Weinbau/Weinzehnter/Kelterzwang/Kelterordnung

Weinpresse (Torkelpresse)
Weinpresse (Torkelpresse)

Weinbau

Der Weinbau dürfte bereits mit den Römern in unserer Gegend Fuß gefasst haben.

Urkundlich erwähnt wird der Weinbau 

1257 für Willsbach

1262 für Affaltrach 

1271 für Eschenau

1274 für Eichelberg und Weiler

1345 für Sülzbach

Der Wein war ein sehr begehrtes Handelsgut. So vergrößerte sich die Weinbaufläche im Laufe der Jahrhunderte wesentlich. Während des Dreißigjährigen Kriegs verödeten viele Flächen und danach erholte sich der Weinbau nur langsam. Bis ins 20.Jahrhundert gab es ein stetiges auf und ab der Rebflächen. 

 RebflächeRebfläche
 heutige Gemarkung Obersulm

davon Eschenau

Beschreibung des Oberamts Weinsberg von

1861

440 ha95 ha
Weinbaustatistik 2021376 ha54 ha

Weinzehnter / Kelterzwang / Kelterordnung / Zehntablösung

Vom Mittelalter bis ins 19. Jahrhundert waren die verschiedenen Adelsgeschlechter in Eschenau auch die Grundherren. Soweit sie ihren Besitz nicht selbst bewirtschafteten, standen ihnen als Abgaben zum einen, dem geringeren Teil, der Gundzins/die Gült (ähnlich dem heutigen Pachtzins) zum anderen, dem wesentlich größeren Teil, die jährlichen "Gefälle" (der "Zehnte") zu. Neben dem Großen Zehnten (dem Fruchtzehnten > Korn > Weizen, Hafer) und dem Kleinen Zehnten (Heu, Flachs, Rüben usw. oder auch Hühner) brachte vor allem der Weinzehnte gute Einkünfte. Außer der Grundherrschaft erhielten u.a. das  Kloster Lichtenstern, die örtliche Pfarrei (Heiligenpflege) und vor allem die Freiherrn von und zu Weiler Einnahmen aus Grundzins und Gefälle. Die Abgaben ruhten als Last auf dem jeweiligen Grundstück. Für den Weinzehnten musste der gesamte Ertrag der Weinberge im Herbst zu den jeweiligen herrschaftlichen Keltern gebracht werden, andernfalls drohten hohe Strafen (Kelterzwang). So mussten z.B. die Weintrauben aus der Weinlage "Paradies" nicht in die Eschenauer Keltern, sondern in die früher am Fuße des Hundsbergs zwischen Eichelberg und Eschenau liegende Kelter der Herren von Weiler gebracht werden. Deren Zehntrechte erstreckten sich vorwiegend auf den südlichen Teil der Eschenauer Gemarkung.
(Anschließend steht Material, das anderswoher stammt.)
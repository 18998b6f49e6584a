use chrono::{DateTime, Utc};

use reelbite_domain::id::{PartnerId, UserId};

/// Customer account as stored by the auth service.
#[derive(Debug, Clone)]
pub struct UserAccount {
    pub id: UserId,
    pub full_name: String,
    pub email: String,
    pub password_hash: String,
    pub created_at: DateTime<Utc>,
}

/// Food partner account as stored by the auth service.
#[derive(Debug, Clone)]
pub struct PartnerAccount {
    pub id: PartnerId,
    pub name: String,
    pub contact_name: String,
    pub phone: String,
    pub email: String,
    pub address: String,
    pub password_hash: String,
    pub created_at: DateTime<Utc>,
}

/// A freshly signed session for an account.
#[derive(Debug, Clone)]
pub struct IssuedSession<A> {
    pub account: A,
    pub token: String,
    pub exp: u64,
}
Die Berechnung der Weinzehnten erfolgte nach besonderen Weinmaßen. Bis 1806 galt außerhalb der württembergischen Dörfer in der Regel das "Heilbronner Maß" und bis zur Ablösung des Weinzehnten das "württembergisches Maß".

Württembergisches Maß: 1 Eimer > ca. 300  l > 16 Imi >; 1 Imi > ca. 18,7 l; 1 Imi enthielt 10 Maß > 1 Maß > 1,87 l.

Akribisch wurde darauf geachtet, dass der Weinzehnte, die siebte Maß der gekelterten Weinmostmenge, auch abgeführt wurde. Im praktischen Ablauf bedeutet das, dass nach sechs Maß (10,8 lLiter) die siebte Maß (1,8 Liter) in das Sammelfass der jeweils zehnberechtigten Herrschaft verbracht wurde. Es durfte nur Wein vom "Absäßet", also beste Qualität abgeliefert werden, wie in der Kelterordnung vermerkt ist. Dass alle Regeln eingehalten wurden, dafür sorgten die von der Herrschaft gestellten Keltermänner (Kelterknechte) und vor allem der Kelterschreiber. Dieses so wichtige Amt wurde von keinem geringeren als dem herrschaftlichen Amtmann besetzt. Heute würde man sagen "Finanzamt vor Ort". 

Im Jahr 1796 erneuerte der bei den Herren von Killinger eingesetzte Amtmann Benedikt Schlegel eine schon seit dem 16. Jahrhundert vorhandene Herbst- und Kelterordnung, nachdem der alten Ordnung "öfters nicht nachgelebt worden" war. Die neue Herbst- und Kelterordnung umfasste 30 Regeln, bei deren Nicheinhaltung wurde jeweils ein Strafmaß festgelegt, in der Regel 10 fl. (Gulden) und ein Aufenthalt im Turm (Gefängnisraum unter dem Schlossturm). Eine Regel lautete zum Beispiel: "Welcher bei Nacht in der Kelter nichts zu schaffen, er sei heimisch oder fremd und ergriffen wird, der soll gnädiger Herrschaft mit 10 fl (Gulden) Straf verfallen und dazu einen Monat lang unnachlässig mit dem Turm bestraft werden." Wie oft der Turm wegen Verstoßes gegen diese Ordnungsmaßnahmen in den Folgejahren belegt wurde, ist schwerlich nachzuvollziehen.

Durch das Grundlast-Ablösungsgesetz für das Königreich Württemberg vom 14. April 1848 wurden alle aus dem Lehens- und Grundherrlichkeitsverband (Feudalherrschaft) herrührenden bäuerlichen Lasten beseitigt. Für die aufzuhebenden Gefälle (u.a. der Weinzehnte) wurden die seither Berechtigten durch Geldleistungen entschädigt. Die Ablösebeträge wurden im Gesetz festgelegt und konnten von den Bauern und Weingärtnern auch in Ratenzahlung von bis zu 25 Jahren abbezahlt werden. Es gab auch die Möglichkeit, dass die Ablösung von der Gemeinde übernommen wurde, die dann die Ablösungsbeträge mit ihren Bürgern abgerechnet hat. Eschenau machte hiervon Gebrauch.

Die Gemeinde erwarb auf 1. Januar 1850 die beiden im Besitz des Feiherrn Albert von Hügel befindlichen Keltern für den Kaufpreis von 350 fl. (Gulden). Bedingung dafür war, dass der Weinzehnte ebenfalls sofort und in bar durch die Gemeinde abzulösen war.